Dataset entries
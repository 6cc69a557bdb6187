use std::collections::BTreeMap;

use serde_derive::Serialize;

pub mod note;
pub mod slug;
pub mod user;

pub use note::{CleanNote, NoteForm};
pub use user::{LoginForm, SignupForm};

/// Key under which errors not tied to a single field are reported.
pub const NON_FIELD_ERRORS: &str = "__all__";

pub const REQUIRED: &str = "This field is required.";

/// Validation messages keyed by field name.
#[derive(Debug, Default, PartialEq, Eq, Serialize)]
#[serde(transparent)]
pub struct FormErrors(BTreeMap<&'static str, Vec<String>>);

impl FormErrors {
    pub fn single(field: &'static str, message: impl Into<String>) -> Self {
        let mut errors = FormErrors::default();
        errors.add(field, message);
        errors
    }

    pub fn add(&mut self, field: &'static str, message: impl Into<String>) {
        self.0.entry(field).or_default().push(message.into());
    }

    pub fn get(&self, field: &str) -> Option<&[String]> {
        self.0.get(field).map(Vec::as_slice)
    }

    pub fn has(&self, field: &str) -> bool {
        self.0.contains_key(field)
    }

    pub fn is_empty(&self) -> bool {
        self.0.is_empty()
    }

    /// `Ok(value)` when nothing was reported.
    pub fn finish<T>(self, value: T) -> Result<T, FormErrors> {
        if self.is_empty() {
            Ok(value)
        } else {
            Err(self)
        }
    }
}

pub(crate) fn max_length(errors: &mut FormErrors, field: &'static str, value: &str, limit: usize) {
    let length = value.chars().count();
    if length > limit {
        errors.add(
            field,
            format!("Ensure this value has at most {limit} characters (it has {length})."),
        );
    }
}
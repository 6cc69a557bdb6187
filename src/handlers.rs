use actix_web::{http::header, http::StatusCode, web, HttpResponse};
use futures::StreamExt;
use serde::{de::DeserializeOwned, Serialize};
use serde_json::json;

use crate::{
    auth::CurrentUser,
    errors::ServerError,
    forms::{FormErrors, NON_FIELD_ERRORS},
};

pub mod note;
pub mod user;

/// Largest urlencoded body a form page accepts.
pub const MAX_FORM_BYTES: usize = 2_621_440;

pub async fn index(user: Option<CurrentUser>) -> HttpResponse {
    HttpResponse::Ok().json(json!({
        "user": user.map(|u| u.username),
    }))
}

pub async fn success(_user: CurrentUser) -> HttpResponse {
    HttpResponse::Ok().json(json!({
        "message": "Success!",
    }))
}

pub(crate) fn redirect(location: &str) -> HttpResponse {
    HttpResponse::Found()
        .insert_header((header::LOCATION, location))
        .finish()
}

/// A page carrying a form, with `errors` empty unless validation failed.
pub(crate) fn render_form<T: Serialize>(
    status: StatusCode,
    form: &T,
    errors: &FormErrors,
) -> HttpResponse {
    HttpResponse::build(status).json(json!({
        "form": form,
        "errors": errors,
    }))
}

/// Reads an urlencoded form off the raw payload. Handlers call this only after
/// the request has been authorized, so a rejected body never hides a 404.
/// Oversized or undecodable bodies come back as form errors.
pub(crate) async fn read_form<T: DeserializeOwned>(
    mut payload: web::Payload,
) -> Result<Result<T, FormErrors>, ServerError> {
    let mut body = web::BytesMut::new();
    while let Some(chunk) = payload.next().await {
        let chunk = chunk?;
        if body.len() + chunk.len() > MAX_FORM_BYTES {
            return Ok(Err(FormErrors::single(
                NON_FIELD_ERRORS,
                format!("The submitted form is larger than {MAX_FORM_BYTES} bytes."),
            )));
        }
        body.extend_from_slice(&chunk);
    }

    match serde_urlencoded::from_bytes::<T>(&body) {
        Ok(form) => Ok(Ok(form)),
        Err(e) => {
            log::debug!("undecodable form body: {e}");
            Ok(Err(FormErrors::single(
                NON_FIELD_ERRORS,
                "The submitted form could not be read.",
            )))
        }
    }
}
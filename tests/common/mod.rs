#![allow(dead_code)]

use actix_web::{cookie::Cookie, dev::ServiceResponse, http::header, http::StatusCode};
use chrono::Utc;
use diesel::prelude::*;

use ya_note::{
    auth,
    models::{NewNote, NewUser, Note, User},
    schema::{notes, users},
    AppState, Pool,
};

pub const TEST_SECRET: &str = "integration-test-secret";

/// A fresh in-memory database plus the state the app is built with.
pub struct TestContext {
    pub pool: Pool,
    pub state: AppState,
}

impl TestContext {
    pub fn new() -> Self {
        let pool = ya_note::establish_pool(ya_note::IN_MEMORY_DATABASE, 1).unwrap();
        ya_note::run_migrations(&pool).unwrap();
        TestContext {
            pool,
            state: AppState::new(TEST_SECRET.to_string(), 3600),
        }
    }

    /// A user that cannot log in with a password, only through `login`.
    pub fn create_user(&self, username: &str) -> User {
        self.insert_user(username, "!")
    }

    pub fn create_user_with_password(&self, username: &str, password: &str) -> User {
        let hash = auth::hash_password(TEST_SECRET, password).unwrap();
        self.insert_user(username, &hash)
    }

    fn insert_user(&self, username: &str, password: &str) -> User {
        let mut connection = self.pool.get().unwrap();
        NewUser {
            username,
            password,
            date_joined: Utc::now().naive_utc(),
        }
        .insert(&mut connection)
        .unwrap()
    }

    pub fn create_note(&self, author: &User, title: &str, text: &str, slug: &str) -> Note {
        let mut connection = self.pool.get().unwrap();
        NewNote {
            title,
            text,
            slug,
            author_id: author.id,
            created_at: Utc::now().naive_utc(),
        }
        .insert(&mut connection)
        .unwrap()
    }

    pub fn note_count(&self) -> i64 {
        let mut connection = self.pool.get().unwrap();
        Note::count(&mut connection).unwrap()
    }

    pub fn user_count(&self) -> i64 {
        let mut connection = self.pool.get().unwrap();
        User::count(&mut connection).unwrap()
    }

    pub fn delete_user(&self, user: &User) {
        let mut connection = self.pool.get().unwrap();
        diesel::delete(users::table.find(user.id))
            .execute(&mut *connection)
            .unwrap();
    }

    pub fn refresh(&self, note: &Note) -> Note {
        let mut connection = self.pool.get().unwrap();
        notes::table
            .find(note.id)
            .first::<Note>(&mut *connection)
            .unwrap()
    }

    pub fn find_note(&self, slug: &str) -> Option<Note> {
        let mut connection = self.pool.get().unwrap();
        Note::find_by_slug(&mut connection, slug).unwrap()
    }

    pub fn find_user(&self, username: &str) -> Option<User> {
        let mut connection = self.pool.get().unwrap();
        User::find_by_username(&mut connection, username).unwrap()
    }

    /// Session cookie for `user`, as if they had just logged in.
    pub fn login(&self, user: &User) -> Cookie<'static> {
        auth::session_cookie(auth::issue_session(&self.state, user).unwrap())
    }
}

pub fn location(resp: &ServiceResponse) -> Option<&str> {
    resp.headers()
        .get(header::LOCATION)
        .and_then(|value| value.to_str().ok())
}

pub fn assert_redirects(resp: &ServiceResponse, expected: &str) {
    assert_eq!(resp.status(), StatusCode::FOUND, "expected a redirect");
    assert_eq!(location(resp), Some(expected));
}
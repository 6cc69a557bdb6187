use actix_web::{http::StatusCode, test};
use serde_json::json;

use ya_note::urls;

mod common;

use common::TestContext;

#[actix_web::test]
async fn anonymous_client_has_no_form() {
    let ctx = TestContext::new();
    let author = ctx.create_user("UserAuthor");
    let note = ctx.create_note(&author, "Заголовок", "Описание", "note_slug");
    let app = test::init_service(ya_note::app(ctx.pool.clone(), ctx.state.clone())).await;

    let req = test::TestRequest::get()
        .uri(&urls::edit(&note.slug))
        .to_request();
    let resp = test::call_service(&app, req).await;

    assert_eq!(resp.status(), StatusCode::FOUND);
    let body = test::read_body(resp).await;
    assert!(body.is_empty());
}

#[actix_web::test]
async fn authorized_client_has_form() {
    let ctx = TestContext::new();
    let author = ctx.create_user("UserAuthor");
    let note = ctx.create_note(&author, "Заголовок", "Описание", "note_slug");
    let app = test::init_service(ya_note::app(ctx.pool.clone(), ctx.state.clone())).await;

    let req = test::TestRequest::get()
        .uri(&urls::edit(&note.slug))
        .cookie(ctx.login(&author))
        .to_request();
    let body: serde_json::Value = test::call_and_read_body_json(&app, req).await;

    assert_eq!(
        body["form"],
        json!({"title": "Заголовок", "text": "Описание", "slug": "note_slug"})
    );
    assert_eq!(body["errors"], json!({}));
}

#[actix_web::test]
async fn add_page_has_empty_form() {
    let ctx = TestContext::new();
    let author = ctx.create_user("UserAuthor");
    let app = test::init_service(ya_note::app(ctx.pool.clone(), ctx.state.clone())).await;

    let req = test::TestRequest::get()
        .uri(urls::ADD)
        .cookie(ctx.login(&author))
        .to_request();
    let body: serde_json::Value = test::call_and_read_body_json(&app, req).await;

    assert_eq!(body["form"], json!({"title": "", "text": "", "slug": ""}));
}

#[actix_web::test]
async fn notes_list_holds_only_own_notes() {
    let ctx = TestContext::new();
    let author = ctx.create_user("UserAuthor");
    let reader = ctx.create_user("UserReader");
    ctx.create_note(&author, "First", "Text", "first");
    ctx.create_note(&reader, "Foreign", "Text", "foreign");
    ctx.create_note(&author, "Second", "Text", "second");
    let app = test::init_service(ya_note::app(ctx.pool.clone(), ctx.state.clone())).await;

    let req = test::TestRequest::get()
        .uri(urls::LIST)
        .cookie(ctx.login(&author))
        .to_request();
    let body: serde_json::Value = test::call_and_read_body_json(&app, req).await;

    let slugs: Vec<&str> = body["object_list"]
        .as_array()
        .unwrap()
        .iter()
        .map(|note| note["slug"].as_str().unwrap())
        .collect();
    assert_eq!(slugs, ["first", "second"]);
}

#[actix_web::test]
async fn detail_page_shows_the_note() {
    let ctx = TestContext::new();
    let author = ctx.create_user("UserAuthor");
    let note = ctx.create_note(&author, "Заголовок", "Описание", "note_slug");
    let app = test::init_service(ya_note::app(ctx.pool.clone(), ctx.state.clone())).await;

    let req = test::TestRequest::get()
        .uri(&urls::detail(&note.slug))
        .cookie(ctx.login(&author))
        .to_request();
    let body: serde_json::Value = test::call_and_read_body_json(&app, req).await;

    assert_eq!(body["object"]["title"], "Заголовок");
    assert_eq!(body["object"]["text"], "Описание");
    assert_eq!(body["object"]["author_id"], author.id);
}

#[actix_web::test]
async fn home_page_names_the_current_user() {
    let ctx = TestContext::new();
    let author = ctx.create_user("UserAuthor");
    let app = test::init_service(ya_note::app(ctx.pool.clone(), ctx.state.clone())).await;

    let req = test::TestRequest::get().uri(urls::HOME).to_request();
    let body: serde_json::Value = test::call_and_read_body_json(&app, req).await;
    assert_eq!(body["user"], serde_json::Value::Null);

    let req = test::TestRequest::get()
        .uri(urls::HOME)
        .cookie(ctx.login(&author))
        .to_request();
    let body: serde_json::Value = test::call_and_read_body_json(&app, req).await;
    assert_eq!(body["user"], "UserAuthor");
}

● **WHAT IS REQUIRED**: Look through the records and gather every line containing "urls".

● **ANSWER TO THIS PROBLEM**:
use ya_note::urls;
        .uri(&urls::edit(&note.slug))
        .uri(&urls::edit(&note.slug))
        .uri(urls::ADD)
        .uri(urls::LIST)
        .uri(&urls::detail(&note.slug))
    let req = test::TestRequest::get().uri(urls::HOME).to_request();
        .uri(urls::HOME)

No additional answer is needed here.